En mêlant, en noyant dans un mortier de chaux et de sable de menus éclats de pierre et des cailloux qui ne dépassent pas en volume la grosseur d’un œuf, l’industrie humaine se crée de très grandes pierres artificielles qui durcissent à l’air et encore mieux au fond de l’eau : elle forme ainsi des blocs énormes, pouvant cuber jusqu’à cinquante mètres, car il en est entré de cette grandeur dans la construction du môle d’Alger. Ces matériaux, appelés bétons, permettent à l’ingénieur de rivaliser avec la nature, et d’employer à la surface du sol des monolithes plus effrayants que ceux de l’Égypte. Nous avons vu naguère à Paris le pont de l’Archevêché reconstruit en béton, c’est-à-dire coulé d’un seul jet, moulé en un seul bloc, sur lequel on a simulé des pierres de tailles sans doute pour satisfaire les regards et les rassurer[1].

Par l’action du feu, l’homme transforme l’argile, et produit à l’usage de l’architecture des tuiles et des briques cuites, après leur avoir imprimé la forme qu’il juge la plus convenable à ses desseins. En faisant liquéfier par la chaleur un mélange d’asphalte et de sable qui durcit au contact de l’air et de la lumière, il compose un bitume propre au pavement ou à la couverture des édifices et des terrasses, et qui a été connu en Orient de toute antiquité. C’est aussi en traitant par le feu la terre et les matières vitrifiables, qu’il fabrique au profit de l’architecte des briques et des tuiles vernissées ou émaillées, des carreaux de faïence, et ces belles dalles de porcelaine dont les Chinois ont construit ou du moins revêtu leurs tours.

Il est enfin un autre genre de matériaux qui fut souvent mis en œuvre par les Romains : ce sont les ciments. Non content de s’en servir pour liaisonner les pierres et les briques de leurs édifices, les Romains ont fait du ciment un élément de construction. Ils l’ont combiné parfois avec la brique en quantités égales, ainsi que nous le voyons à Paris dans les restes imposants des Thermes de Julien. Les couches de ciment alternant avec les briques dans la même mesure d’épaisseur, la liaison devient à son tour un principe de résistance, de sorte que, par la force de cette cohésion décuplée, le monument finit par être d’une seule pierre.

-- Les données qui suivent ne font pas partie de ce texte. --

//! Disclosure Engine (§4.G): picks the response mode before generation and
//! enforces the reintroduction caveat.

pub mod templates;

use crate::config::Vocabulary;
use crate::models::{GateDecision, RetrievedMemory};

/// The chosen disclosure mode and, for BELIEF, whether a caveat had to be
/// inserted mechanically because the generated text lacked one.
#[derive(Debug, Clone, PartialEq)]
pub enum Disclosure {
    /// Lists competing beliefs verbatim; the generated answer is discarded.
    Uncertainty(String),
    /// The generated answer stands, possibly wrapped with a caveat.
    Belief { text: String, caveat_inserted: bool },
    /// An ungrounded conversational fallback, explicitly marked as such.
    Speech(String),
}

/// Decides the disclosure mode and produces the final text (§4.G, §4.H
/// steps 7-8).
///
/// `retrieved` is the full retrieved-memory set for the turn, each tagged
/// with `reintroduced_claim`. `candidate_answer` is the generator's raw
/// output, already gate-scored via `gate_decision`.
#[must_use]
pub fn disclose(
    retrieved: &[RetrievedMemory],
    gate_decision: &GateDecision,
    candidate_answer: &str,
    vocabulary: &Vocabulary,
) -> Disclosure {
    let conflicting: Vec<RetrievedMemory> = retrieved
        .iter()
        .filter(|m| m.reintroduced_claim)
        .cloned()
        .collect();

    if !conflicting.is_empty() {
        return Disclosure::Uncertainty(templates::render_uncertainty(&conflicting));
    }

    if gate_decision.passed() {
        let needs_caveat = retrieved.iter().any(|m| m.reintroduced_claim);
        if needs_caveat && !templates::contains_caveat(candidate_answer, vocabulary) {
            return Disclosure::Belief {
                text: templates::prepend_caveat(candidate_answer, vocabulary),
                caveat_inserted: true,
            };
        }
        return Disclosure::Belief {
            text: candidate_answer.to_string(),
            caveat_inserted: false,
        };
    }

    Disclosure::Speech(format!("{candidate_answer} (ungrounded)"))
}

/// Verifies the invariant enforced by [`disclose`]: a BELIEF-mode answer
/// referencing a reintroduced claim must contain a caveat. Error responses
/// are exempt but must be marked as such (§4.G), so this check is only
/// meaningful for a non-error `Disclosure::Belief`.
#[must_use]
pub fn caveat_invariant_holds(retrieved: &[RetrievedMemory], disclosure: &Disclosure, vocabulary: &Vocabulary) -> bool {
    let Disclosure::Belief { text, .. } = disclosure else {
        return true;
    };
    if !retrieved.iter().any(|m| m.reintroduced_claim) {
        return true;
    }
    templates::contains_caveat(text, vocabulary)
}

#[cfg(test)]
mod tests {
    use super::*;
    use crate::models::{GateScores, Memory, MemoryLane, MemorySource, ResponseKind, ThreadId};

    fn sample_memory(text: &str, trust: f32) -> Memory {
        Memory {
            id: crate::models::MemoryId::new(),
            thread_id: ThreadId::new("t1"),
            text: text.to_string(),
            slot: Some("employer".to_string()),
            value: Some("acme".to_string()),
            lane: MemoryLane::Belief,
            source: MemorySource::User,
            vector: vec![1.0, 0.0],
            trust,
            confidence: 0.8,
            created_at: 1000,
        }
    }

    fn passing_decision() -> GateDecision {
        GateDecision::Pass {
            kind: ResponseKind::Factual,
            scores: GateScores {
                intent_alignment: 0.9,
                memory_alignment: 0.9,
                grounding: 0.9,
            },
        }
    }

    #[test]
    fn open_conflict_forces_uncertainty_regardless_of_gate() {
        let retrieved = vec![RetrievedMemory {
            memory: sample_memory("you work at Acme", 0.4),
            score: Some(0.5),
            reintroduced_claim: true,
        }];
        let result = disclose(&retrieved, &passing_decision(), "You work at Acme.", &Vocabulary::default());
        assert!(matches!(result, Disclosure::Uncertainty(_)));
    }

    #[test]
    fn belief_without_conflict_passes_through_unwrapped() {
        let retrieved = vec![RetrievedMemory {
            memory: sample_memory("you work at Acme", 0.7),
            score: Some(0.8),
            reintroduced_claim: false,
        }];
        let result = disclose(&retrieved, &passing_decision(), "You work at Acme.", &Vocabulary::default());
        assert_eq!(
            result,
            Disclosure::Belief {
                text: "You work at Acme.".to_string(),
                caveat_inserted: false
            }
        );
    }

    #[test]
    fn failing_gate_yields_speech() {
        let fail = GateDecision::Fail {
            kind: ResponseKind::Factual,
            scores: GateScores {
                intent_alignment: 0.1,
                memory_alignment: 0.1,
                grounding: 0.1,
            },
            reason: "too low".to_string(),
        };
        let result = disclose(&[], &fail, "I'm not sure.", &Vocabulary::default());
        assert!(matches!(result, Disclosure::Speech(_)));
    }

    #[test]
    fn invariant_check_catches_missing_caveat() {
        let disclosure = Disclosure::Belief {
            text: "You work at Acme.".to_string(),
            caveat_inserted: false,
        };
        let retrieved = vec![RetrievedMemory {
            memory: sample_memory("you work at Acme", 0.4),
            score: Some(0.5),
            reintroduced_claim: true,
        }];
        assert!(!caveat_invariant_holds(&retrieved, &disclosure, &Vocabulary::default()));
    }
}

Il est presque inutile de dire que la variété des matériaux naturels ou artificiels dont l’architecture dispose influe sur la variété d’aspect

  1. Tous les habitants de Paris et tous les voyageurs qui y sont venus connaissent la grande arche construite en béton par les frères Coignet, à Saint-Denis, et formant un pont d’une seule pierre.